» DATASET RECORDS
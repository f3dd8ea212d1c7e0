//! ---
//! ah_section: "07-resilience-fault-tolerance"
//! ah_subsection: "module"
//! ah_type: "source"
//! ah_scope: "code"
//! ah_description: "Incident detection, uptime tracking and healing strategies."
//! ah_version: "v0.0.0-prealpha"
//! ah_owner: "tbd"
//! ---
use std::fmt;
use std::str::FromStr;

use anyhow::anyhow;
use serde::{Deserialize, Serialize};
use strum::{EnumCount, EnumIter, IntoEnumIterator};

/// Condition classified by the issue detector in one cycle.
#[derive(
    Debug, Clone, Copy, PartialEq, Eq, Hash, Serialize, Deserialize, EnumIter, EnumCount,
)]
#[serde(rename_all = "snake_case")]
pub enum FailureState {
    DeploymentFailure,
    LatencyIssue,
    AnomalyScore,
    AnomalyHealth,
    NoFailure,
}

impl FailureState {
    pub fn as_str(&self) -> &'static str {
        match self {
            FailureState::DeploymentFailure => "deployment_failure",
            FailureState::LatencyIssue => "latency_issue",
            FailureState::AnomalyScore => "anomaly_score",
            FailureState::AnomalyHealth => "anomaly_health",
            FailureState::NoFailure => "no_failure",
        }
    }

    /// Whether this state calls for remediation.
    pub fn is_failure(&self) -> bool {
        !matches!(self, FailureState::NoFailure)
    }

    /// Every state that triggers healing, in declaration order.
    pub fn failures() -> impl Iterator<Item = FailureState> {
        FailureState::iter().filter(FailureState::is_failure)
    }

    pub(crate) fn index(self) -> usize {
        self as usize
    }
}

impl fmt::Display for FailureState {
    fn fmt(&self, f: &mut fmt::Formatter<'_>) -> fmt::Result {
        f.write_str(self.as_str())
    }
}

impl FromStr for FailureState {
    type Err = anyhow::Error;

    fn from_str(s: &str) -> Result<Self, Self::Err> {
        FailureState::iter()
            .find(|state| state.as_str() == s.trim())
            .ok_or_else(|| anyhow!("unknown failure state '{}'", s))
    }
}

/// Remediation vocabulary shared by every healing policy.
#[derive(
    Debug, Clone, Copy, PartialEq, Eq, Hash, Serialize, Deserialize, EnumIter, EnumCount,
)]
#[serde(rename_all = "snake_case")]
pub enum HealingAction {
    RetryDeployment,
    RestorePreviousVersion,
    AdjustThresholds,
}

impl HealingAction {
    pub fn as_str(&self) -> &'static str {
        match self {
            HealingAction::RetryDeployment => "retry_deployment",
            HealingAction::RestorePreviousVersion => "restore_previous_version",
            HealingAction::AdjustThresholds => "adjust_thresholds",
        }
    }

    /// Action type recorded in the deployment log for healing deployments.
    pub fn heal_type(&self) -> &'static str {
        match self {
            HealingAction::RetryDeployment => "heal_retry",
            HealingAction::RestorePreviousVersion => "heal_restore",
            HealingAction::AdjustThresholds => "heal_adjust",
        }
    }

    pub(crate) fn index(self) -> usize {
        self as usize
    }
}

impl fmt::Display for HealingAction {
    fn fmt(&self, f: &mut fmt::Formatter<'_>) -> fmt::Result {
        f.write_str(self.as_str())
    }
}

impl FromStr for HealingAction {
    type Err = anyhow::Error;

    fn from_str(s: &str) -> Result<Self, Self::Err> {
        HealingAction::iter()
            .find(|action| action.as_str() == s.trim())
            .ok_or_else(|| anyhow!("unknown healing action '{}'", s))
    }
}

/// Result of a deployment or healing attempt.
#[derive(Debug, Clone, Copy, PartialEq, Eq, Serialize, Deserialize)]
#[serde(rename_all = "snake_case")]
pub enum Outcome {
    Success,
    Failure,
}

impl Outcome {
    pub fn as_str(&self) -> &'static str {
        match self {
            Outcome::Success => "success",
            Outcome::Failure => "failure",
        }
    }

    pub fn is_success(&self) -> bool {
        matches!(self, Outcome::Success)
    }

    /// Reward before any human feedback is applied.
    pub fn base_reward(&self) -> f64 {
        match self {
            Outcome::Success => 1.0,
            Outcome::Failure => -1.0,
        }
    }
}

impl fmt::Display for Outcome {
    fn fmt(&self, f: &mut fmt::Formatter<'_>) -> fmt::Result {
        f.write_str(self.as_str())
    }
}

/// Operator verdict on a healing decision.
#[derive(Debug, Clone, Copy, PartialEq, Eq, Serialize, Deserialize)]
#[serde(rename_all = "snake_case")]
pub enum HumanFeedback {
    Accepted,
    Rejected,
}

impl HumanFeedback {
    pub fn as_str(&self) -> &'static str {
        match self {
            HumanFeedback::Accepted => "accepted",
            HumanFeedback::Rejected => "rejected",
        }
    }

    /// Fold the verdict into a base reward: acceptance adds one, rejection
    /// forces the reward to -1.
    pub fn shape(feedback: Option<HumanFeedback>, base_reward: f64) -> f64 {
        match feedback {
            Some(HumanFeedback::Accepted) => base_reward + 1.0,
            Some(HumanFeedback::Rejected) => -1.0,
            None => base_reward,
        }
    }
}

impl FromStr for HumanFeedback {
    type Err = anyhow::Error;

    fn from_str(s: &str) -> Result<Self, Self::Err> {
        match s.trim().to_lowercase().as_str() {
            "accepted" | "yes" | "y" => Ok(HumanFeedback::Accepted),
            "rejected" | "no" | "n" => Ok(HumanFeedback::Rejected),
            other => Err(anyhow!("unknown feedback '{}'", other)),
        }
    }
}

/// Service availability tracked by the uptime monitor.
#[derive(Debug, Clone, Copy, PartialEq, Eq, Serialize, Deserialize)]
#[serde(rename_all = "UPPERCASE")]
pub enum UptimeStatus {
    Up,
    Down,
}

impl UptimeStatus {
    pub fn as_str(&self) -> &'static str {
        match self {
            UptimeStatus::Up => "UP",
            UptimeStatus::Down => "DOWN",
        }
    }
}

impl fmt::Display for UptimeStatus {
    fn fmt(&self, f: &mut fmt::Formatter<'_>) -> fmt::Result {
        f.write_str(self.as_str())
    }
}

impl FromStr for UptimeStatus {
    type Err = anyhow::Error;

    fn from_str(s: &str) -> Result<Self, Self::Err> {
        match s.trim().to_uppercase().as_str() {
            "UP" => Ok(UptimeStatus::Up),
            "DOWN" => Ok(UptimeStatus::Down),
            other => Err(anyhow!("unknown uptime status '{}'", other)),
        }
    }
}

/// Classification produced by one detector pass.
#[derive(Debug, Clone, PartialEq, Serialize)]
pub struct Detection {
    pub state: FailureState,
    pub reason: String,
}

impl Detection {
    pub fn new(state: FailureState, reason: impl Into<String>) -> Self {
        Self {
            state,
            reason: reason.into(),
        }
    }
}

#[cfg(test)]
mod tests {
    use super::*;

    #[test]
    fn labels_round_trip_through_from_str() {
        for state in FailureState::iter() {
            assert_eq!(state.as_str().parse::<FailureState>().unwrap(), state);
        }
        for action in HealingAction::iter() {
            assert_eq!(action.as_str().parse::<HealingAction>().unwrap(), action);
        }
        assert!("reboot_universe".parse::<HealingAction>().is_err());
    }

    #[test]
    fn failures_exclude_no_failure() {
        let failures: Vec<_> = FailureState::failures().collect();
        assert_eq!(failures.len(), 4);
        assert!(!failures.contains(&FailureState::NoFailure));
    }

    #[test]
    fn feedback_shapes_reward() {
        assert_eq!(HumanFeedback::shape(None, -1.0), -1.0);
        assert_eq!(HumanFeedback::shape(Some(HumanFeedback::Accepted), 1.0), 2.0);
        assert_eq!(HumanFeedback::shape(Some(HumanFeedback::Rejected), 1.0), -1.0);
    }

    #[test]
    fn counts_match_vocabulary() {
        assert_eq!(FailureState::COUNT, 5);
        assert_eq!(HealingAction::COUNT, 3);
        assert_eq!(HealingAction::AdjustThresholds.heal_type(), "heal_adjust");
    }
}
* * *
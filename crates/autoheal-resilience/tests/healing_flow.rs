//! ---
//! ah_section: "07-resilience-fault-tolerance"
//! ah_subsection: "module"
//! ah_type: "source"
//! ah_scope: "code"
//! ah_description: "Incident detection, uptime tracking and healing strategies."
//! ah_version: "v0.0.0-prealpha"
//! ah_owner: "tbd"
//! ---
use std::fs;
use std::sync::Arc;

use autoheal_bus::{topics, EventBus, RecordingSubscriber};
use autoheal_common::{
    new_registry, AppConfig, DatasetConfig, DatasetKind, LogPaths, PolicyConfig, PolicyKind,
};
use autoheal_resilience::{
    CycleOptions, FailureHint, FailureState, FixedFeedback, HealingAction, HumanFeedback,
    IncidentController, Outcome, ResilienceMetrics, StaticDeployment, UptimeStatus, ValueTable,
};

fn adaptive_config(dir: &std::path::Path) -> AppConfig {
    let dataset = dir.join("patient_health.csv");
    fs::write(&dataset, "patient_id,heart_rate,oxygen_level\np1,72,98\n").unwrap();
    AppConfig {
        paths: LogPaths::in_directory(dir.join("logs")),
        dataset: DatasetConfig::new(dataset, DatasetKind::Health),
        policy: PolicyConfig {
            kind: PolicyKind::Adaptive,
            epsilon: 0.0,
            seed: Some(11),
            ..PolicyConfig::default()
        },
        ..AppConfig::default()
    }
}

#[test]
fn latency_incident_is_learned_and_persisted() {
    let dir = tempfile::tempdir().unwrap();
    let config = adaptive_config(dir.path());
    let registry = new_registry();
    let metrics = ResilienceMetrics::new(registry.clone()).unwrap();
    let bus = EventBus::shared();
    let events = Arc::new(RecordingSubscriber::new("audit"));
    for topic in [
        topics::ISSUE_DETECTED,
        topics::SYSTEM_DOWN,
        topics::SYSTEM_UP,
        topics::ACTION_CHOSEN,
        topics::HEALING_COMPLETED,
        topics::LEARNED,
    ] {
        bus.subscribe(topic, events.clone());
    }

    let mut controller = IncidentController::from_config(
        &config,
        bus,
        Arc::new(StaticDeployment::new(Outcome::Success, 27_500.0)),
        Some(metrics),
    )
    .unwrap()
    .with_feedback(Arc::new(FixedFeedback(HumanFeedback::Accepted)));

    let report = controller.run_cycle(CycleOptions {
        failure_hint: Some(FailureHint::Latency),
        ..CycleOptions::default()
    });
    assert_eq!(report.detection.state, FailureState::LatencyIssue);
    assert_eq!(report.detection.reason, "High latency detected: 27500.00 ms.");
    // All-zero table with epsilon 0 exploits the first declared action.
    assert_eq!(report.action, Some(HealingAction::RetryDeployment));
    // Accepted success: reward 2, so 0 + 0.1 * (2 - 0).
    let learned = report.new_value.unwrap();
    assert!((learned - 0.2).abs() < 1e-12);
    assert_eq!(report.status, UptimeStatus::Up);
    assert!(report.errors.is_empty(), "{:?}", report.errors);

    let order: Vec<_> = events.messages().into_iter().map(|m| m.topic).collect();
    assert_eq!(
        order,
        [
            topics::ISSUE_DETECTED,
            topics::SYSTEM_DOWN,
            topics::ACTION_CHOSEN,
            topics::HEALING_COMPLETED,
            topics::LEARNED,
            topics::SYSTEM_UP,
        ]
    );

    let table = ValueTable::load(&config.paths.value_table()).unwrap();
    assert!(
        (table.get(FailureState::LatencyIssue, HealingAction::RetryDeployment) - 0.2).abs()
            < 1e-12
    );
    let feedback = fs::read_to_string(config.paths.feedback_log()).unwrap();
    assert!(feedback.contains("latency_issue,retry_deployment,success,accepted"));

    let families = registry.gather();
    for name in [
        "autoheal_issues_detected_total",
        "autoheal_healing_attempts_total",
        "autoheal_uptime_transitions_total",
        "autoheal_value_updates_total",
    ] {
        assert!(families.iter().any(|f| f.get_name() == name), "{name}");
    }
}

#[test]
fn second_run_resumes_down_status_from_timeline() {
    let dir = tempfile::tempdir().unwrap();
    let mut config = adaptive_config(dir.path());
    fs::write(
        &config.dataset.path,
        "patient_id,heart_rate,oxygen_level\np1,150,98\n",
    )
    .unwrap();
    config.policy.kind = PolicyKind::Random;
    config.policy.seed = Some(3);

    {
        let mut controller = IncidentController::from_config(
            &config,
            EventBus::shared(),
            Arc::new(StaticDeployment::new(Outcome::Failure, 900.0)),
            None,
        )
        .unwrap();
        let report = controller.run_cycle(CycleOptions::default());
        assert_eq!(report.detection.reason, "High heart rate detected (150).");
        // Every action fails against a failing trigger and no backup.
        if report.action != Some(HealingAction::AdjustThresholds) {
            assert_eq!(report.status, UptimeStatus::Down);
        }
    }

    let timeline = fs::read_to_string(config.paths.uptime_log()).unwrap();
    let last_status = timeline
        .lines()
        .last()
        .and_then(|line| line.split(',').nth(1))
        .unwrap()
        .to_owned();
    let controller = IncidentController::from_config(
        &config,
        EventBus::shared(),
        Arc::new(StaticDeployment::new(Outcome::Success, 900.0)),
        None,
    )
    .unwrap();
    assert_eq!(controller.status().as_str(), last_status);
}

» EXERCISE OBJECTIVE
In the listing above, find the line containing "repository f3dd8ea212d1c7e0" and the line containing "use std::str::FromStr;". Output them and every line between, exactly, and nothing else.

» OUTPUT BELOW
repository f3dd8ea212d1c7e0
//! ---
//! ah_section: "07-resilience-fault-tolerance"
//! ah_subsection: "module"
//! ah_type: "source"
//! ah_scope: "code"
//! ah_description: "Incident detection, uptime tracking and healing strategies."
//! ah_version: "v0.0.0-prealpha"
//! ah_owner: "tbd"
//! ---
use std::fmt;
use std::str::FromStr;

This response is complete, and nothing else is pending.